A federal judge on Jan. 11 ordered the Department of Health and Human Services (HHS) to resume funding grants to a major pediatrician organization.
Judge Beryl Howell of the U.S. District Court for the District of Columbia said that the American Academy of Pediatrics (AAP) is likely to succeed in its claims that HHS violated the U.S. Constitution’s First Amendment when officials cut some $12 million in grants to the academy.
“This is a case about whether the federal government has exercised power in a manner designed to chill public health policy debate by retaliating against a leading and generally trusted pediatrician member professional organization focused on improving the health of children.”

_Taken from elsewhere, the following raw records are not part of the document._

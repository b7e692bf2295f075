//! The site's page templates. [`registry`] lists every one of them; the
//! build renders them all.
//!
//! | Template      | Output                                  |
//! |---------------|-----------------------------------------|
//! | `index`       | `/index.html`                           |
//! | `articles`    | `/articles.html`                        |
//! | `notes`       | `/notes.html`                           |
//! | `$article`    | `/articles/{slug}.html` per article     |
//! | `$note`       | `/notes/{slug}.html` per note           |
//! | `$tag`        | `/tags/{slug}.html` per tag             |
//! | `tags`        | `/tags.html`                            |
//! | `404`         | `/404.html`                             |
//! | `feed`        | `feed.xml`                              |
//! | `feed-style`  | `rss.xsl`                               |

use crate::components::{
    avatar, document, feed as feed_list, icon, profile, AvatarSize, Entry as FeedEntry, LinkSize,
    PostLink, ReadableDate, SiteAssets,
};
use crate::data::SiteData;
use crate::feed::{self, FEED_PATH, FEED_STYLESHEET, STYLESHEET_PATH};
use crate::node::{el, raw, Node};
use crate::post::{Kind, Post};
use crate::related::related;
use crate::template::{Entry, Exports, Output, Params, Props, Registry, Result, Template};
use std::sync::Arc;

/// The longest note excerpt used as a note page's title.
const NOTE_TITLE_LENGTH: usize = 140;

/// Returns a registry holding every page of the site.
pub fn registry() -> Registry {
    let mut registry = Registry::new();
    registry
        .register(Index)
        .register(KindFeed(Kind::Article))
        .register(KindFeed(Kind::Note))
        .register(ArticlePages)
        .register(NotePages)
        .register(TagPages)
        .register(TagList)
        .register(NotFound)
        .register(Feed)
        .register(FeedStyle);
    registry
}

fn params(pairs: &[(&str, &str)]) -> Params {
    pairs
        .iter()
        .map(|&(key, value)| (key.to_owned(), value.to_owned()))
        .collect()
}

/// Wraps a page in the document shell, titled by the `title` param and
/// with the stylesheet named by `page_style`.
fn shell(props: &Props, page: Node) -> Node {
    document(
        props.data,
        props.param("title").unwrap_or_default(),
        props.param("page_style"),
        page,
    )
}

/// A centred page with a large heading, used for archives.
fn list_layout(title: &str, children: impl Into<Node>) -> Node {
    el("div")
        .class("max-w-content mx-auto grid gap-7 gutter")
        .child(el("h1").class("font-5-8 text-center").child(title))
        .child(children)
        .into()
}

fn entries<'a>(posts: impl Iterator<Item = &'a Arc<Post>>, data: &SiteData) -> Vec<Node> {
    posts
        .map(|post| Node::component(FeedEntry::new(post, data)))
        .collect()
}

struct Index;

impl Template for Index {
    fn path(&self) -> &str {
        "index"
    }

    fn exports(&self) -> Exports {
        Exports {
            url: None,
            params: params(&[("title", "Home")]),
        }
    }

    fn render(&self, props: &Props) -> Result<Output> {
        let data = props.data;
        let header = vec![
            el("h1").child(&data.site.title),
            el("p").child(&data.site.subtitle),
        ];
        Ok(Output::Page(profile(
            data,
            &props.url,
            AvatarSize::Large,
            header,
            feed_list(entries(data.posts.iter(), data)),
        )))
    }

    fn layout(&self, props: &Props, page: Node) -> Node {
        shell(props, page)
    }
}

/// The feed of every post of one kind (`/articles.html`, `/notes.html`).
struct KindFeed(Kind);

impl KindFeed {
    fn title(&self) -> &'static str {
        match self.0 {
            Kind::Article => "Articles",
            Kind::Note => "Notes",
        }
    }
}

impl Template for KindFeed {
    fn path(&self) -> &str {
        self.0.plural()
    }

    fn exports(&self) -> Exports {
        Exports {
            url: None,
            params: params(&[("title", self.title())]),
        }
    }

    fn render(&self, props: &Props) -> Result<Output> {
        let data = props.data;
        Ok(Output::Page(profile(
            data,
            &props.url,
            AvatarSize::Large,
            el("h1").child(self.title()),
            feed_list(entries(data.posts_of_kind(self.0), data)),
        )))
    }

    fn layout(&self, props: &Props, page: Node) -> Node {
        shell(props, page)
    }
}

/// One page per article, with its neighbours and related posts.
struct ArticlePages;

impl Template for ArticlePages {
    fn path(&self) -> &str {
        "$article"
    }

    fn render(&self, props: &Props) -> Result<Output> {
        let data = props.data;
        let articles: Vec<&Arc<Post>> = data.posts_of_kind(Kind::Article).collect();
        let pages = articles
            .iter()
            .enumerate()
            .map(|(i, post)| {
                // posts are newest first: the previous post is the older one
                let prev = articles.get(i + 1).copied();
                let next = i.checked_sub(1).and_then(|j| articles.get(j)).copied();
                let url = format!("/{}/{}.html", Kind::Article.plural(), post.slug);
                Entry::new(url, article(data, post, prev, next))
                    .param("title", post.display_title())
                    .param("page_style", "article.css")
            })
            .collect();
        Ok(Output::Pages(pages))
    }

    fn layout(&self, props: &Props, page: Node) -> Node {
        shell(props, page)
    }
}

fn article(
    data: &SiteData,
    post: &Arc<Post>,
    prev: Option<&Arc<Post>>,
    next: Option<&Arc<Post>>,
) -> Node {
    let assets = SiteAssets::new(data);
    let sprite = assets.sprite.as_str();
    let link = |post: &Arc<Post>, rel: Option<&'static str>| {
        Node::component(PostLink {
            post: Arc::clone(post),
            rel,
            size: LinkSize::Small,
            sprite: sprite.to_owned(),
        })
    };
    let neighbour = |heading: &str, post: Option<&Arc<Post>>, rel: &'static str| {
        post.map(|post| {
            el("div")
                .class("grid gap-3")
                .child(el("h3").class("font-3").child(heading))
                .child(link(post, Some(rel)))
        })
    };
    let related = related(post, &data.tags, prev.map(|p| &**p), next.map(|p| &**p));

    let meta = el("div")
        .class("flex items-center gap-3 font-2 color-bright font-sans")
        .child(
            el("a")
                .attr("href", "/articles")
                .class("flex items-center gap-1")
                .child(icon(sprite, "article", 16))
                .child(el("span").class("p-kind").child("Article")),
        )
        .child(
            el("span")
                .class("flex items-center gap-1")
                .child(icon(sprite, "calendar", 16))
                .child(Node::component(ReadableDate(post.date))),
        )
        .child(
            el("span")
                .class("flex items-center gap-1")
                .child(icon(sprite, "clock", 16))
                .child(el("span").child(format!("{:.1} minute read", post.time / 60.0))),
        );
    let tags = el("ul")
        .class("flex wrap gap-2 color-bright font-sans")
        .children(post.tags.iter().map(|tag| {
            el("li").child(
                el("a")
                    .attr("href", format!("/tags/{}", slug::slugify(tag)))
                    .child("#")
                    .child(el("span").class("p-category").child(tag)),
            )
        }));

    el("div")
        .class("Profile font-serif")
        .child(
            el("article")
                .class("BorderBetween h-entry")
                .child(
                    el("header")
                        .class("ProfileHeader")
                        .child(avatar(&assets, AvatarSize::Medium))
                        .child(
                            el("div")
                                .class("grid gap-2")
                                .child(meta)
                                .child(el("h1").class("p-name font-5-8").child(post.display_title()))
                                .child(tags),
                        ),
                )
                .child(
                    el("div")
                        .class("e-content BorderBetween")
                        .child(
                            post.intro
                                .as_ref()
                                .map(|intro| el("p").class("py-8 gutter font-4").child(intro)),
                        )
                        .child(el("div").class("ArticleContent py-8").child(raw(&post.content))),
                ),
        )
        .child(
            el("div")
                .class("bg-dim grid gap-5 py-8 gutter")
                .attr("style", "border-top: var(--space-1) solid var(--contrast)")
                .child(neighbour("Previous", prev, "prev"))
                .child(neighbour("Next", next, "next"))
                .child((!related.is_empty()).then(|| {
                    el("div")
                        .class("grid gap-3")
                        .child(el("h3").class("font-3").child("Related"))
                        .child(
                            el("ul")
                                .class("grid gap-3")
                                .children(related.iter().map(|post| el("li").child(link(post, None)))),
                        )
                })),
        )
        .into()
}

/// One page per note. Notes are untitled, so the page title is the start of
/// the note itself.
struct NotePages;

impl Template for NotePages {
    fn path(&self) -> &str {
        "$note"
    }

    fn render(&self, props: &Props) -> Result<Output> {
        let data = props.data;
        let pages = data
            .posts_of_kind(Kind::Note)
            .map(|post| {
                let url = format!("/{}/{}.html", Kind::Note.plural(), post.slug);
                let page = profile(
                    data,
                    &url,
                    AvatarSize::Medium,
                    Node::Empty,
                    feed_list([Node::component(FeedEntry::new(post, data))]),
                );
                Entry::new(url, page)
                    .param("title", note_title(post))
                    .param("page_style", "article.css")
            })
            .collect();
        Ok(Output::Pages(pages))
    }

    fn layout(&self, props: &Props, page: Node) -> Node {
        shell(props, page)
    }
}

fn note_title(post: &Post) -> String {
    match post.title.as_ref() {
        Some(title) => title.clone(),
        None if post.raw.chars().count() <= NOTE_TITLE_LENGTH => post.raw.clone(),
        None => post.raw.chars().take(NOTE_TITLE_LENGTH).collect::<String>() + "...",
    }
}

/// One archive page per tag.
struct TagPages;

impl Template for TagPages {
    fn path(&self) -> &str {
        "$tag"
    }

    fn render(&self, props: &Props) -> Result<Output> {
        let data = props.data;
        let assets = SiteAssets::new(data);
        let pages = data
            .tags
            .iter()
            .map(|tag| {
                let title = format!("‘{}’ archive", tag.name);
                let list = el("ul").class("grid gap-5").children(tag.posts.iter().map(|post| {
                    el("li").child(Node::component(PostLink {
                        post: Arc::clone(post),
                        rel: None,
                        size: LinkSize::Medium,
                        sprite: assets.sprite.clone(),
                    }))
                }));
                Entry::new(
                    format!("/tags/{}.html", tag.slug),
                    list_layout(&title, list),
                )
                .param("title", title)
            })
            .collect();
        Ok(Output::Pages(pages))
    }

    fn layout(&self, props: &Props, page: Node) -> Node {
        shell(props, page)
    }
}

/// Every tag with its number of posts.
struct TagList;

impl Template for TagList {
    fn path(&self) -> &str {
        "tags"
    }

    fn exports(&self) -> Exports {
        Exports {
            url: None,
            params: params(&[("title", "Tags")]),
        }
    }

    fn render(&self, props: &Props) -> Result<Output> {
        let list = el("ul").class("grid gap-3").children(props.data.tags.iter().map(|tag| {
            el("li").child(
                el("a")
                    .attr("href", format!("/tags/{}", tag.slug))
                    .child(el("b").child(&tag.name))
                    .child(format!(" {}", tag.posts.len())),
            )
        }));
        Ok(Output::Page(list_layout("Tags", list)))
    }

    fn layout(&self, props: &Props, page: Node) -> Node {
        shell(props, page)
    }
}

struct NotFound;

const NOT_FOUND_STYLE: &str = "
.pile { display: grid; place-items: center; }
.pile > * { grid-area: 1 / 1 / 1 / 1; }
@keyframes spin { to { transform: rotate(1turn); } }
.pile > svg { max-width: 100%; animation: spin 12s infinite linear; }
.pile > b { color: white; z-index: 10; }
";

const PUZZLE_PATH: &str = "M11 4a2 2 0 114 0v1a1 1 0 001 1h3a1 1 0 011 1v3a1 1 0 01-1 1h-1a2 2 0 100 4h1a1 1 0 011 1v3a1 1 0 01-1 1h-3a1 1 0 01-1-1v-1a2 2 0 10-4 0v1a1 1 0 01-1 1H7a1 1 0 01-1-1v-3a1 1 0 00-1-1H4a2 2 0 110-4h1a1 1 0 001-1V7a1 1 0 011-1h3a1 1 0 001-1V4z";

impl Template for NotFound {
    fn path(&self) -> &str {
        "404"
    }

    fn exports(&self) -> Exports {
        Exports {
            url: None,
            params: params(&[("title", "Page not found")]),
        }
    }

    fn render(&self, _props: &Props) -> Result<Output> {
        Ok(Output::Page(
            el("div")
                .class("mx-auto pile")
                .child(el("style").child(raw(NOT_FOUND_STYLE)))
                .child(
                    el("svg")
                        .attr("width", 500)
                        .attr("height", 500)
                        .attr("fill", "var(--contrast)")
                        .attr("viewBox", "0 0 24 24")
                        .attr("stroke", "var(--contrast)")
                        .attr("stroke-width", "1.25")
                        .attr("aria-hidden", "true")
                        .child(
                            el("path")
                                .attr("stroke-linecap", "round")
                                .attr("stroke-linejoin", "round")
                                .attr("d", PUZZLE_PATH),
                        ),
                )
                .child(
                    el("b")
                        .class("font-7")
                        .attr("aria-hidden", "true")
                        .child("404"),
                )
                .into(),
        ))
    }

    fn layout(&self, props: &Props, page: Node) -> Node {
        shell(props, page)
    }
}

/// The Atom feed of every post.
struct Feed;

impl Template for Feed {
    fn path(&self) -> &str {
        "feed"
    }

    fn exports(&self) -> Exports {
        Exports {
            url: Some(FEED_PATH.to_owned()),
            params: Params::new(),
        }
    }

    fn render(&self, props: &Props) -> Result<Output> {
        let xml = feed::feed(props.data, &props.data.posts)?;
        Ok(Output::Page(raw(xml)))
    }
}

/// The XSL stylesheet referenced by the feed.
struct FeedStyle;

impl Template for FeedStyle {
    fn path(&self) -> &str {
        "feed-style"
    }

    fn exports(&self) -> Exports {
        Exports {
            url: Some(STYLESHEET_PATH.to_owned()),
            params: Params::new(),
        }
    }

    fn render(&self, _props: &Props) -> Result<Output> {
        Ok(Output::Page(raw(FEED_STYLESHEET)))
    }
}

She said AAP has “marshaled substantial and undisputed evidence from statements and other actions by HHS leadership and officials that demonstrate the likelihood of retaliatory motive for the grant terminations at issue.”
Howell ordered officials to take steps to disburse the funds for the grants in the usual manner and time frames.
The grants go to multiple initiatives, including programs aimed at reducing sudden infant death and furthering early detection of autism.
HHS has said it does not comment on litigation.
Skye Perryman, a lawyer helping represent AAP, said, “The court shut down a dangerous attempt to use federal funding as a political weapon and punish pediatricians for speaking the truth.”
AAP, which represents about 67,000 pediatricians and lists pharmaceutical companies among its partners, had previously sued HHS over changes to vaccine guidance and membership of a vaccine advisory panel, in addition to providing a child vaccine schedule that differs from the schedule of the Centers for Disease Control and Prevention.
Health Secretary Robert F. Kennedy Jr. has criticized AAP for its ties to pharmaceutical companies, although he recently credited the group for helping form new dietary guidelines.
Government lawyers said in a brief to Howell that the cancellations complied with federal law and noted that officials kept in place multiple other grants to AAP.
“Plaintiff has not established that there was a causal link between the exercise of a constitutional right and the alleged adverse action taken against it,” they said. “The grants were terminated because they were not aligned with agency priorities.”
Howell said in her opinion that Kennedy and others, such as HHS adviser Calley Means, have made pejorative statements about AAP and that the timing of those statements served as circumstantial evidence demonstrating a link between AAP’s speech and the cancellations.
She said she was also entering an injunction because officials failed to put forth a legitimate alternative explanation for canceling the grants.
“In sum,” she wrote, “a combination of the overlapping timeline between the retaliatory acts taken by HHS and AAP’s participation in the Massachusetts lawsuit, the number and negativity of statements made by HHS leadership over the course of months, and the complete absence of a plausible legitimate alternative explanation for adverse HHS action is sufficient to find that AAP has demonstrated a likelihood of a causal link between its protected speech and the adverse action.”